It works in the sense that Super Mario Bros will retain your hi-score but you might also notice a cool bonus: You can hold A and press start to resume the last world you played, exactly like you would after getting “Game Over” on the original NES game. I used it to jump straight to the Minus World any time I wanted to demonstrate, but there’s a nasty side-effect: Beating the game changes all the Goombas to Buzzy Beetles and speeds the enemies up, so saving a hi-score after finishing the game will leave it stuck in this state until you clear he save memory.

Being a huge fan of the original Super Mario Bros, I remember encountering this issue on Wii VC. I've played Super Mario and rescued the princess more times than i can count, but the second quest always felt rushed and tacked on for some reason. It is not significantly more difficult than the first quest, although the buzzy beetles can be annoying to deal with in certain places. Beetles and Koopas also move marginally faster in second quest, but it just made it feel like the timings were off. VC lacked a mode to perform a hard reset, and I would long to play the base game in short order. Initially, I tried going into settings and manually deleting the save, but finally discovered the simpler workaround of manually cutting the power while in the game, which fixed the issue. This was before Nintendo released a statement in the support section of the website instructing prople to power down their consoles in game to hard reset the game. When I started collecting Nintendo in the early 2000s, I had the Mario/Duckhunt combo cart so never experienced this firsthand on real hardware, at least until I set out to collect every Mario variant, including both the ntsc and pal exclusive 3-in-1s. In fact I prefer the pal version running on ntsc hardware over "second quest" mode, if I desire a difficulty boost.

 

Hqaving scanlines at 720p is perfect for 720p displays and 4K displays but there are better options for 1080p displays.

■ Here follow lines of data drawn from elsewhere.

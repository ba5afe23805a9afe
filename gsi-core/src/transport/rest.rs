//! REST over HTTP(S), with JSON bodies.
use super::{
    CallError, TransportInitError, classify_reqwest_error, declares_json, http_client, parse_url,
    read_json,
};
use crate::stub::RestPlan;
use percent_encoding::{AsciiSet, NON_ALPHANUMERIC, utf8_percent_encode};
use serde_json::{Map, Value};
use std::time::Duration;

/// Characters left as-is in a path segment: RFC 3986 unreserved characters.
const PATH_SEGMENT: &AsciiSet = &NON_ALPHANUMERIC
    .remove(b'-')
    .remove(b'.')
    .remove(b'_')
    .remove(b'~');

#[derive(Debug)]
pub struct RestTransport {
    client: reqwest::Client,
    base_url: String,
    headers: Vec<(String, String)>,
}

impl RestTransport {
    /// A transport for the service at `base_url`. Operation paths are appended to it.
    pub fn new(base_url: &str, connect_timeout: Option<Duration>) -> Result<Self, TransportInitError> {
        parse_url(base_url)?;
        Ok(Self {
            client: http_client(connect_timeout)?,
            base_url: base_url.trim_end_matches('/').to_string(),
            headers: Vec::new(),
        })
    }

    /// Headers sent with every request, before the operation's own header parameters.
    pub fn with_headers(mut self, headers: Vec<(String, String)>) -> Self {
        self.headers = headers;
        self
    }

    pub fn base_url(&self) -> &str {
        &self.base_url
    }

    pub(crate) async fn call(
        &self,
        plan: &RestPlan,
        arguments: &Map<String, Value>,
    ) -> Result<Value, CallError> {
        let url = format!("{}{}", self.base_url, render_path(&plan.path, arguments)?);
        let mut request = self.client.request(plan.verb.as_method(), url);

        let mut query = Vec::new();
        for name in &plan.query_params {
            match arguments.get(name) {
                None | Some(Value::Null) => {}
                Some(Value::Array(items)) => {
                    for item in items {
                        query.push((name.as_str(), scalar_to_string(name, item)?));
                    }
                }
                Some(value) => query.push((name.as_str(), scalar_to_string(name, value)?)),
            }
        }
        if !query.is_empty() {
            request = request.query(&query);
        }

        for (name, value) in &self.headers {
            request = request.header(name, value);
        }
        for name in &plan.header_params {
            if let Some(value) = arguments.get(name).filter(|v| !v.is_null()) {
                request = request.header(name, scalar_to_string(name, value)?);
            }
        }

        if let Some(body) = plan.body_param.as_ref().and_then(|name| arguments.get(name)) {
            request = request.json(body);
        }

        let response = request.send().await.map_err(classify_reqwest_error)?;
        if response.status().is_success()
            && (!plan.expects_body || !declares_json(response.headers()))
        {
            response.bytes().await.map_err(classify_reqwest_error)?;
            return Ok(Value::Null);
        }
        read_json(response).await
    }
}

/// Substitutes `{name}` placeholders with percent-encoded arguments.
fn render_path(template: &str, arguments: &Map<String, Value>) -> Result<String, CallError> {
    let mut path = String::with_capacity(template.len());
    let mut rest = template;

    while let Some(start) = rest.find('{') {
        let Some(len) = rest[start..].find('}') else {
            break;
        };
        let name = &rest[start + 1..start + len];
        let value = arguments
            .get(name)
            .filter(|v| !v.is_null())
            .ok_or_else(|| CallError::Encode(format!("missing path parameter '{name}'")))?;

        path.push_str(&rest[..start]);
        path.extend(utf8_percent_encode(&scalar_to_string(name, value)?, PATH_SEGMENT));
        rest = &rest[start + len + 1..];
    }
    path.push_str(rest);

    Ok(path)
}

fn scalar_to_string(name: &str, value: &Value) -> Result<String, CallError> {
    match value {
        Value::String(s) => Ok(s.clone()),
        Value::Number(n) => Ok(n.to_string()),
        Value::Bool(b) => Ok(b.to_string()),
        other => Err(CallError::Encode(format!(
            "argument '{name}' must be a string, number or boolean, got {other}"
        ))),
    }
}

The solution I saw him mention would still be a problem for displays that don’t support full sRGB, which is a lot.

720p mode works fine on 1080p displays, even with scanlines, but this depends upon the quality of the built in scalar. On my ASUS, they look gorgeous. If your "1080p" display cannot disable overscan, it takes 1080p input, scales it to approximately 110% scale, cropping 108 hd scanlines from the top and bottom of the image. This translates to roughly 21.6 snes scanlines in 5x mode, cropping the screen from 216 scanlines to 195 scanlines. At this point, the picture will have been cropped beyond the 15% safe area, possibly cutting off important hud information. The thin scanlines in 5x mode being scaled an extra 10% will cause ~11 pixels of screen for every 2 snes scanlines, roughly 5.5 pixel scale leading to an uneven look. In this situation, 4.5x mode will create uneven scanlines before scaling, resulting in more unevenness when scaled up 10%. Non-integer scaling is less detrimental when closer to a n.5 ratio as opposed to n.1 or n.9 ratios. So on 1080p sets where you cannot disable overscan, a 720p image scaled by 1.6x onscreen will be more desirable than a 1080p image scaled by 1.1. My two cents...

 

 

4:3 has always been an approximation of the even less clearly defined “Academy aspect” in old time cinema. Tubes come in various shapes and sizes. Heck, many early black and white TVs were circular and they could tune the same analog broadcast signals as the last CRTs, so it definitely wasn’t a rigidly defined aspect ratio. Heck, few CRTs have 90° corners and a lot have user adjustments that distort the horizontal aspect ratio.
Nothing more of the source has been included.